De même, avec l’ASTI, l’ALAP, dans la vallée de l’Arve, sur Marnaz et Scionzier, il défendra les travailleurs migrants victimes de racisme, dénonçant leurs conditions de vie exécrables dans des taudis, face aux patrons décolleteurs. Il restera toujours  sensible, attentif, disponible et quoiqu’il en coûte. Même si en Haute-Savoie, il dut subir les pressions et menaces d’élus locaux, il y eut toujours cohérence entre les valeurs de l’Évangile et la lutte pour la justice. «  Même si je travaille et vis entièrement pour le peuple opprimé, je me sens loin d’une certaine façon du peuple, des familles, de leur vie quotidienne, de leur personnalité. C’est le moment de me faire plus proche, de me réinsérer, de regarder leur vie toute simple, quotidienne et d’écouter. » ( Gurupi 23 Février 1980).

 

En route vers le Brésil à la fin des années 70…

Il s’engage pour comprendre la situation faites aux Sans Terre, du fin fond de l’Amazonie, en des temps de dictature qui dura jusqu’en 1985. Henri y restera 35 ans.
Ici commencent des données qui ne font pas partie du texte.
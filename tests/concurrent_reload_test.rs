// ==========================================
// 并发重载测试
// ==========================================
// 测试目标: 重载期间的读者只见完整快照（旧或新，绝无混合）
// ==========================================


use std::sync::Arc;

use minerals_dashboard::api::{QueryApi, QueryFilter};
use minerals_dashboard::importer::{SnapshotImporter, SnapshotLoader};
use minerals_dashboard::repository::SnapshotStore;
use test_helpers::{write_table, write_valid_data_dir, SAMPLE_GRAND_TOTAL};

// 替换数据集的产量总计（与样例集不同，便于区分新旧快照）
const REPLACEMENT_GRAND_TOTAL: f64 = 999_000.0;

fn write_replacement_data_dir(dir: &std::path::Path) {
    write_valid_data_dir(dir);
    write_table(
        dir,
        "production_stats.csv",
        &[
            "CountryID,MineralID,Year,Production_tonnes,ExportValue_BillionUSD,Source",
            "CD,CO,2024,999000,12.0,USGS 2025",
        ],
    );
}

#[tokio::test(flavor = "multi_thread", worker_threads = 4)]
async fn test_readers_never_observe_partial_snapshot() {
    let dir = tempfile::tempdir().unwrap();
    write_valid_data_dir(dir.path());
    let replacement_dir = tempfile::tempdir().unwrap();
    write_replacement_data_dir(replacement_dir.path());

    let loader: Arc<dyn SnapshotImporter> = Arc::new(SnapshotLoader::default());
    let outcome = loader.load_from_dir(dir.path()).await.unwrap();
    let store = Arc::new(SnapshotStore::new(outcome.snapshot));
    let api = Arc::new(QueryApi::new(store.clone(), loader));

    // 读者线程: 持续做全量聚合，总量只可能取两套完整数据之一
    let readers: Vec<_> = (0..4)
        .map(|_| {
            let api = api.clone();
            std::thread::spawn(move || {
                for _ in 0..300 {
                    let total = api
                        .get_totals(&QueryFilter::new())
                        .expect("读取不应失败")
                        .grand_total;
                    assert!(
                        total == SAMPLE_GRAND_TOTAL || total == REPLACEMENT_GRAND_TOTAL,
                        "观察到不完整快照: {}",
                        total
                    );
                }
            })
        })
        .collect();

    // 写者: 在两套数据目录之间往复重载
    for round in 0..6 {
        let path = if round % 2 == 0 {
            replacement_dir.path()
        } else {
            dir.path()
        };
        api.reload_snapshot(path).await.unwrap();
    }

    for handle in readers {
        handle.join().expect("读者线程不应 panic");
    }

    assert_eq!(store.generation(), 7); // 初始 1 次 + 重载 6 次
}

#[tokio::test]
async fn test_inflight_reader_keeps_old_snapshot_across_reload() {
    let dir = tempfile::tempdir().unwrap();
    write_valid_data_dir(dir.path());
    let replacement_dir = tempfile::tempdir().unwrap();
    write_replacement_data_dir(replacement_dir.path());

    let loader: Arc<dyn SnapshotImporter> = Arc::new(SnapshotLoader::default());
    let outcome = loader.load_from_dir(dir.path()).await.unwrap();
    let store = Arc::new(SnapshotStore::new(outcome.snapshot));
    let api = QueryApi::new(store.clone(), Arc::new(SnapshotLoader::default()));

    // 模拟在途读者: 先取得快照引用
    let inflight = store.current().unwrap();
    let old_id = inflight.meta.snapshot_id.clone();

    api.reload_snapshot(replacement_dir.path()).await.unwrap();

    // 在途读者手中的快照保持不变
    assert_eq!(inflight.meta.snapshot_id, old_id);
    assert_eq!(inflight.production.len(), 5);

    // 新读者看到替换后的快照
    let fresh = store.current().unwrap();
    assert_ne!(fresh.meta.snapshot_id, old_id);
    assert_eq!(fresh.production.len(), 1);
}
Il ne cessa de mobiliser l’opinion publique et les médias avec la Commission Pastorale des Sans Terre, aidé aussi par Xavier Plassat. « Celui qui n’a pas compris ce qu’est l’exploitation de l’Homme par le capitalisme n’a qu’à venir ici et notamment dans la partie centrale du Brésil. Cela vous prend aux tripes », écrivait-il.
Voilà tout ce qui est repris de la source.